Problem details: In the records that follow, locate every line with "least" and extract it.

Data entries
========================================================================

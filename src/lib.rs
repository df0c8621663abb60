//! # RBF: Radial Basis Function Forecasting for Rust
//!
//! A compact, deterministic implementation of autoregressive forecasting for
//! scalar time series with a radial basis function network.
//!
//! ## What is RBF forecasting?
//!
//! The series is delay-embedded: each index `n` becomes the vector
//! `(s[n], s[n−L], …, s[n−(D−1)L])`. A small set of Gaussian kernels
//! ("centers") is placed in this embedding space and a linear output layer is
//! fit by least squares so that the network maps the current delay vector to
//! the value `step` points ahead. The forecast is the network output on the
//! newest delay vector.
//!
//! **How it works:**
//!
//! 1. Rescale the series to `[0, 1]`
//! 2. Place `C` centers on evenly spaced delay vectors
//! 3. Relax the centers apart by pairwise repulsion (optional "drift")
//! 4. Set one kernel bandwidth from the average inter-center distance
//! 5. Solve the normal equations for a bias plus one weight per center
//! 6. Evaluate the network on the newest delay vector and undo the rescaling
//!
//! Everything is deterministic: identical inputs give bitwise-identical forecasts.
//!
//! ## Quick Start
//!
//! ### Typical Use
//!
//! ```rust
//! use rbf_rs::prelude::*;
//!
//! let series: Vec<f64> = (0..=10).map(|i| i as f64).collect();
//!
//! // Build the model
//! let model = Rbf::new()
//!     .dimension(1)   // Embedding dimension
//!     .centers(3)     // Number of kernels
//!     .adapter(Batch)
//!     .build()?;
//!
//! // Fit the model and forecast the next value
//! let result = model.fit(&series)?;
//!
//! println!("{}", result);
//! # Result::<(), RbfError>::Ok(())
//! ```
//!
//! ```text
//! Summary:
//!   Prediction: 10.284290
//!   Embedding: dimension=1 delay=1 step=1
//!   Centers: 3 (drift on)
//!   Bandwidth: 8.414670 (normalized 0.841467)
//!   Training points: 10
//!   Series: mean=5.000000 std=3.162278
//! ```
//!
//! ### One Call
//!
//! ```rust
//! use rbf_rs::prelude::*;
//!
//! let series = vec![1.0, 3.0, 2.0, 4.0, 3.0, 5.0, 4.0, 6.0, 5.0, 7.0];
//! let config = RbfConfig { dimension: 2, centers: 4, ..RbfConfig::default() };
//!
//! let forecast: f64 = fit_and_predict(&series, &config)?;
//! assert!(forecast.is_finite());
//! # Result::<(), RbfError>::Ok(())
//! ```
//!
//! ### Result and Error Handling
//!
//! The `fit` method returns a `Result<RbfResult<T>, RbfError>`.
//!
//! - **`Ok(RbfResult<T>)`**: Contains the forecast and the fitted model.
//! - **`Err(RbfError)`**: Indicates a failure (constant series, too few points,
//!   singular normal equations, invalid parameters).
//!
//! ```rust
//! use rbf_rs::prelude::*;
//!
//! let flat = vec![2.0; 12];
//! let model = Rbf::new().dimension(1).centers(3).adapter(Batch).build()?;
//!
//! match model.fit(&flat) {
//!     Err(RbfError::DegenerateInput { .. }) => {}
//!     other => panic!("unexpected {:?}", other),
//! }
//! # Result::<(), RbfError>::Ok(())
//! ```
//!
//! ## Parameters
//!
//! | Parameter         | Default | Range      | Description                                 | Adapter |
//! |-------------------|---------|------------|---------------------------------------------|---------|
//! | `dimension`       | 2       | ≥ 1        | Embedding dimension `D`                     | All     |
//! | `delay`           | 1       | ≥ 1        | Embedding delay `L`                         | All     |
//! | `centers`         | 2       | ≥ 2        | Number of kernels `C`, clamped to the series length | All |
//! | `step`            | 1       | ≥ 1        | Forecast horizon                            | All     |
//! | `insample`        | series  | ≥ 1        | Training prefix, clamped to the series length | All   |
//! | `drift`           | true    | bool       | Relax the centers apart before fitting      | All     |
//! | `window_capacity` | 30      | ≥ window + step + 1 | Sliding-window size                | Online  |
//! | `min_points`      | capacity | 2..=capacity | Values needed before forecasting         | Online  |
//! | `fit_fallback`    | `WindowMean` | enum  | Behavior when a window cannot be fit        | Online  |
//!
//! A series must hold at least `(D − 1)·L + step + 1` values. Setting a
//! parameter twice on the builder is rejected by `build()`.
//!
//! ## Online Adapter
//!
//! ```rust
//! use rbf_rs::prelude::*;
//!
//! let mut model = Rbf::new()
//!     .dimension(2)
//!     .centers(4)
//!     .window_capacity(20)
//!     .adapter(Online)
//!     .build()?;
//!
//! for i in 0..40 {
//!     let value = (i as f64 * 0.3).sin();
//!     if let Some(out) = model.add_point(value)? {
//!         assert!(out.prediction.is_finite());
//!     }
//! }
//! assert_eq!(model.window_size(), 20);
//! # Result::<(), RbfError>::Ok(())
//! ```
//!
//! When the fit on a window fails (for example because every value in it is
//! identical), the default `WindowMean` policy forecasts the window mean and
//! records the error in `OnlineOutput::fallback`; `Propagate` returns it.
//!
//! ## Minimal Usage (no_std)
//!
//! The crate builds without `std` (with `alloc`) by disabling default features:
//!
//! ```toml
//! [dependencies]
//! rbf-rs = { version = "0.1", default-features = false }
//! ```
//!
//! ## References
//!
//! - Broomhead, D. S. & Lowe, D. (1988). "Multivariable Functional Interpolation and Adaptive Networks"
//! - Takens, F. (1981). "Detecting Strange Attractors in Turbulence"

#![cfg_attr(not(feature = "std"), no_std)]
#![deny(missing_docs)]

#[cfg(not(feature = "std"))]
#[macro_use]
extern crate alloc;

// ============================================================================
// Internal Modules
// ============================================================================

// Layer 1: Primitives - data structures and basic utilities.
//
// Contains the error type, the delay-embedding view, the center set and the
// normal-equations workspace.
mod primitives;

// Layer 2: Math - pure mathematical functions.
//
// Contains rescaling, statistics, distances and the bandwidth estimator,
// the Gaussian kernel and the symmetric solver.
mod math;

// Layer 3: Algorithms - core RBF stages.
//
// Contains center selection, drift relaxation, the normal-equations fitter
// and the network evaluation.
mod algorithms;

// Layer 4: Engine - orchestration and validation.
//
// Contains the configuration, the fit-and-predict pipeline and result assembly.
mod engine;

// Layer 5: Adapters - execution mode adapters.
//
// Contains execution adapters for different use cases:
// batch (one forecast) and online (sliding window).
mod adapters;

// High-level fluent API for RBF forecasting.
//
// Provides the `Rbf` builder and the `fit_and_predict` function.
mod api;

// ============================================================================
// Prelude
// ============================================================================

/// Standard RBF prelude.
///
/// This module is intended to be wildcard-imported for convenient access
/// to the most commonly used types:
///
/// ```
/// use rbf_rs::prelude::*;
/// ```
pub mod prelude {
    pub use crate::api::{
        Adapter::{Batch, Online},
        BatchRbf,
        FitFallback::{self, Propagate, WindowMean},
        OnlineOutput, OnlineRbf, RbfBuilder as Rbf, RbfConfig, RbfError, RbfResult,
        fit_and_predict,
    };
}

// ============================================================================
// Testing re-exports
// ============================================================================

/// Internal modules for development and testing.
///
/// This module re-exports internal modules for development and testing purposes.
/// It is only available with the `dev` feature enabled.
///
/// **Warning**: These are internal implementation details and may change without notice.
/// Do not use in production code.
#[cfg(feature = "dev")]
pub mod internals {
    /// Internal primitive types and utilities.
    pub mod primitives {
        pub use crate::primitives::*;
    }
    /// Internal math functions.
    pub mod math {
        pub use crate::math::*;
    }
    /// Internal core algorithms.
    pub mod algorithms {
        pub use crate::algorithms::*;
    }
    /// Internal execution engine.
    pub mod engine {
        pub use crate::engine::*;
    }
    /// Internal adapters.
    pub mod adapters {
        pub use crate::adapters::*;
    }
    /// Internal API.
    pub mod api {
        pub use crate::api::*;
    }
}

========================================================================

Written reply:
//! fit by least squares so that the network maps the current delay vector to
//! A series must hold at least `(D − 1)·L + step + 1` values. Setting a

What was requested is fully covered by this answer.